Exercise aim:
Here is a listing. Repeat it exactly and in its entirety.

▼▼▼

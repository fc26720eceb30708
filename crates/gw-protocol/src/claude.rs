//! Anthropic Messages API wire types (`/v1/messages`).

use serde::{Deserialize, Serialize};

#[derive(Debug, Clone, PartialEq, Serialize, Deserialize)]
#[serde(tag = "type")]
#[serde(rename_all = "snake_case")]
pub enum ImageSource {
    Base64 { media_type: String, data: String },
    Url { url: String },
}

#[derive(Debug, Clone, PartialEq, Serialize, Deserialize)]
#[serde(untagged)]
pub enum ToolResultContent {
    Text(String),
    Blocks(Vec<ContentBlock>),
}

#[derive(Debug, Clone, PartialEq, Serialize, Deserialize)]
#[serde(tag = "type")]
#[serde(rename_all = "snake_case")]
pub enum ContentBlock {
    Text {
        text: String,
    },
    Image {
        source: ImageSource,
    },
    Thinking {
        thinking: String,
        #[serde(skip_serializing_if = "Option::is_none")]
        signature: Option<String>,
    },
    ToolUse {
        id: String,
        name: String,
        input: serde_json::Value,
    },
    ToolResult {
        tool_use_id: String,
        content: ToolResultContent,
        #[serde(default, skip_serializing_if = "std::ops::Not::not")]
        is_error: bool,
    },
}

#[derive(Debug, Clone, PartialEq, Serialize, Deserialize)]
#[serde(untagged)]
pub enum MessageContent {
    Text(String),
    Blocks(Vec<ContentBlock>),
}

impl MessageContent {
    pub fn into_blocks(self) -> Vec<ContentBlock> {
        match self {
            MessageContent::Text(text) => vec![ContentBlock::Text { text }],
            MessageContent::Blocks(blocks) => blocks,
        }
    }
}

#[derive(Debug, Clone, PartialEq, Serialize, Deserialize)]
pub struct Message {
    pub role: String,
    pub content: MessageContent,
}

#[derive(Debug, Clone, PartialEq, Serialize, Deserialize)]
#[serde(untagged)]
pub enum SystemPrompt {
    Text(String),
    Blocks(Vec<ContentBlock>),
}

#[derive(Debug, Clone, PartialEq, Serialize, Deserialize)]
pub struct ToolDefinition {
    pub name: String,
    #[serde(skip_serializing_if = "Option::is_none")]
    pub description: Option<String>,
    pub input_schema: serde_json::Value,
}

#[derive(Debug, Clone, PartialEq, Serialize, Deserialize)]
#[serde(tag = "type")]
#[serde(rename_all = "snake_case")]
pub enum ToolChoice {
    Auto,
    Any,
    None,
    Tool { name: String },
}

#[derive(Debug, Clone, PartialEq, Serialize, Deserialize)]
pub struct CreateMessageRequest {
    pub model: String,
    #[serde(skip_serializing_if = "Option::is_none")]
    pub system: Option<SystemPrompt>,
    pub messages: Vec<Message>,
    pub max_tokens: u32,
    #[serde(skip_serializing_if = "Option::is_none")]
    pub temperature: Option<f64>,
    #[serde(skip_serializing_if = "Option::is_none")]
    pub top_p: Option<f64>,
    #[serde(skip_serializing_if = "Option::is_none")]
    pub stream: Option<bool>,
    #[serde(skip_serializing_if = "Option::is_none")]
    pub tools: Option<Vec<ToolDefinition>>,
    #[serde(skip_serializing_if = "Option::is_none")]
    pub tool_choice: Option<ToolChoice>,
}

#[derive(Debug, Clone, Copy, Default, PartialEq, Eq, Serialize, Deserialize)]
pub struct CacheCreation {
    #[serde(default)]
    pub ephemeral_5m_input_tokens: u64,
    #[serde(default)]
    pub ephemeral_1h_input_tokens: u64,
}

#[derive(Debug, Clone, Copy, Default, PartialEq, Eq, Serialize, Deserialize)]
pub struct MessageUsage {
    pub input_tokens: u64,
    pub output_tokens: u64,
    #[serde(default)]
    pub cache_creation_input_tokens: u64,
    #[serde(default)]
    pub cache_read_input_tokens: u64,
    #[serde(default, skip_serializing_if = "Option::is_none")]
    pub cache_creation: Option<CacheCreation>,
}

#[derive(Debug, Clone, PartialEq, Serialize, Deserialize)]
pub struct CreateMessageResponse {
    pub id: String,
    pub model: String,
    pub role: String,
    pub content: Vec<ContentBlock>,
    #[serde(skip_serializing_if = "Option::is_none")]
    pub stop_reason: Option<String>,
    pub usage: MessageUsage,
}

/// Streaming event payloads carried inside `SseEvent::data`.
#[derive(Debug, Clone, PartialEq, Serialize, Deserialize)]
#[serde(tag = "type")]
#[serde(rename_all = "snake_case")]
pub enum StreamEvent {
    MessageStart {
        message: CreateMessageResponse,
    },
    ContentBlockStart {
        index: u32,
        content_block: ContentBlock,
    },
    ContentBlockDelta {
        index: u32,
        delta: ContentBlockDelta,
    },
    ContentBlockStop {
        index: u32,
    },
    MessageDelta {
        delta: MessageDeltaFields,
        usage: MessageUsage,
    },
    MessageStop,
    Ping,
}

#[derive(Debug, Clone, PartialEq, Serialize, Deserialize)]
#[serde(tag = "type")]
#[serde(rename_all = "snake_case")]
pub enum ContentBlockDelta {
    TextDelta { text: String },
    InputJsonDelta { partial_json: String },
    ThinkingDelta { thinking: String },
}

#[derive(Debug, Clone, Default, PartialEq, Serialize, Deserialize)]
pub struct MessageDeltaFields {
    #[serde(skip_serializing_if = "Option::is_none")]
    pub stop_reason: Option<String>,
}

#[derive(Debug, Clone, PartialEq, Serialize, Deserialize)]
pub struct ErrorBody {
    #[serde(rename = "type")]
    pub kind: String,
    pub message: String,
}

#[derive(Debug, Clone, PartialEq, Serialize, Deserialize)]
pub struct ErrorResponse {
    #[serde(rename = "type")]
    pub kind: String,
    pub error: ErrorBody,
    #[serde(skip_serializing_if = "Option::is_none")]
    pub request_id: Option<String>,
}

▲▲▲

Reply:
repository fc26720eceb30708
filename crates/gw-protocol/src/claude.rs
//! Anthropic Messages API wire types (`/v1/messages`).

use serde::{Deserialize, Serialize};

#[derive(Debug, Clone, PartialEq, Serialize, Deserialize)]
#[serde(tag = "type")]
#[serde(rename_all = "snake_case")]
pub enum ImageSource {
    Base64 { media_type: String, data: String },
    Url { url: String },
}

#[derive(Debug, Clone, PartialEq, Serialize, Deserialize)]
#[serde(untagged)]
pub enum ToolResultContent {
    Text(String),
    Blocks(Vec<ContentBlock>),
}

#[derive(Debug, Clone, PartialEq, Serialize, Deserialize)]
#[serde(tag = "type")]
#[serde(rename_all = "snake_case")]
pub enum ContentBlock {
    Text {
        text: String,
    },
    Image {
        source: ImageSource,
    },
    Thinking {
        thinking: String,
        #[serde(skip_serializing_if = "Option::is_none")]
        signature: Option<String>,
    },
    ToolUse {
        id: String,
        name: String,
        input: serde_json::Value,
    },
    ToolResult {
        tool_use_id: String,
        content: ToolResultContent,
        #[serde(default, skip_serializing_if = "std::ops::Not::not")]
        is_error: bool,
    },
}

#[derive(Debug, Clone, PartialEq, Serialize, Deserialize)]
#[serde(untagged)]
pub enum MessageContent {
    Text(String),
    Blocks(Vec<ContentBlock>),
}

impl MessageContent {
    pub fn into_blocks(self) -> Vec<ContentBlock> {
        match self {
            MessageContent::Text(text) => vec![ContentBlock::Text { text }],
            MessageContent::Blocks(blocks) => blocks,
        }
    }
}

#[derive(Debug, Clone, PartialEq, Serialize, Deserialize)]
pub struct Message {
    pub role: String,
    pub content: MessageContent,
}

#[derive(Debug, Clone, PartialEq, Serialize, Deserialize)]
#[serde(untagged)]
pub enum SystemPrompt {
    Text(String),
    Blocks(Vec<ContentBlock>),
}

#[derive(Debug, Clone, PartialEq, Serialize, Deserialize)]
pub struct ToolDefinition {
    pub name: String,
    #[serde(skip_serializing_if = "Option::is_none")]
    pub description: Option<String>,
    pub input_schema: serde_json::Value,
}

#[derive(Debug, Clone, PartialEq, Serialize, Deserialize)]
#[serde(tag = "type")]
#[serde(rename_all = "snake_case")]
pub enum ToolChoice {
    Auto,
    Any,
    None,
    Tool { name: String },
}

#[derive(Debug, Clone, PartialEq, Serialize, Deserialize)]
pub struct CreateMessageRequest {
    pub model: String,
    #[serde(skip_serializing_if = "Option::is_none")]
    pub system: Option<SystemPrompt>,
    pub messages: Vec<Message>,
    pub max_tokens: u32,
    #[serde(skip_serializing_if = "Option::is_none")]
    pub temperature: Option<f64>,
    #[serde(skip_serializing_if = "Option::is_none")]
    pub top_p: Option<f64>,
    #[serde(skip_serializing_if = "Option::is_none")]
    pub stream: Option<bool>,
    #[serde(skip_serializing_if = "Option::is_none")]
    pub tools: Option<Vec<ToolDefinition>>,
    #[serde(skip_serializing_if = "Option::is_none")]
    pub tool_choice: Option<ToolChoice>,
}

#[derive(Debug, Clone, Copy, Default, PartialEq, Eq, Serialize, Deserialize)]
pub struct CacheCreation {
    #[serde(default)]
    pub ephemeral_5m_input_tokens: u64,
    #[serde(default)]
    pub ephemeral_1h_input_tokens: u64,
}

#[derive(Debug, Clone, Copy, Default, PartialEq, Eq, Serialize, Deserialize)]
pub struct MessageUsage {
    pub input_tokens: u64,
    pub output_tokens: u64,
    #[serde(default)]
    pub cache_creation_input_tokens: u64,
    #[serde(default)]
    pub cache_read_input_tokens: u64,
    #[serde(default, skip_serializing_if = "Option::is_none")]
    pub cache_creation: Option<CacheCreation>,
}

#[derive(Debug, Clone, PartialEq, Serialize, Deserialize)]
pub struct CreateMessageResponse {
    pub id: String,
    pub model: String,
    pub role: String,
    pub content: Vec<ContentBlock>,
    #[serde(skip_serializing_if = "Option::is_none")]
    pub stop_reason: Option<String>,
    pub usage: MessageUsage,
}

/// Streaming event payloads carried inside `SseEvent::data`.
#[derive(Debug, Clone, PartialEq, Serialize, Deserialize)]
#[serde(tag = "type")]
#[serde(rename_all = "snake_case")]
pub enum StreamEvent {
    MessageStart {
        message: CreateMessageResponse,
    },
    ContentBlockStart {
        index: u32,
        content_block: ContentBlock,
    },
    ContentBlockDelta {
        index: u32,
        delta: ContentBlockDelta,
    },
    ContentBlockStop {
        index: u32,
    },
    MessageDelta {
        delta: MessageDeltaFields,
        usage: MessageUsage,
    },
    MessageStop,
    Ping,
}

#[derive(Debug, Clone, PartialEq, Serialize, Deserialize)]
#[serde(tag = "type")]
#[serde(rename_all = "snake_case")]
pub enum ContentBlockDelta {
    TextDelta { text: String },
    InputJsonDelta { partial_json: String },
    ThinkingDelta { thinking: String },
}

#[derive(Debug, Clone, Default, PartialEq, Serialize, Deserialize)]
pub struct MessageDeltaFields {
    #[serde(skip_serializing_if = "Option::is_none")]
    pub stop_reason: Option<String>,
}

#[derive(Debug, Clone, PartialEq, Serialize, Deserialize)]
pub struct ErrorBody {
    #[serde(rename = "type")]
    pub kind: String,
    pub message: String,
}

#[derive(Debug, Clone, PartialEq, Serialize, Deserialize)]
pub struct ErrorResponse {
    #[serde(rename = "type")]
    pub kind: String,
    pub error: ErrorBody,
    #[serde(skip_serializing_if = "Option::is_none")]
    pub request_id: Option<String>,
}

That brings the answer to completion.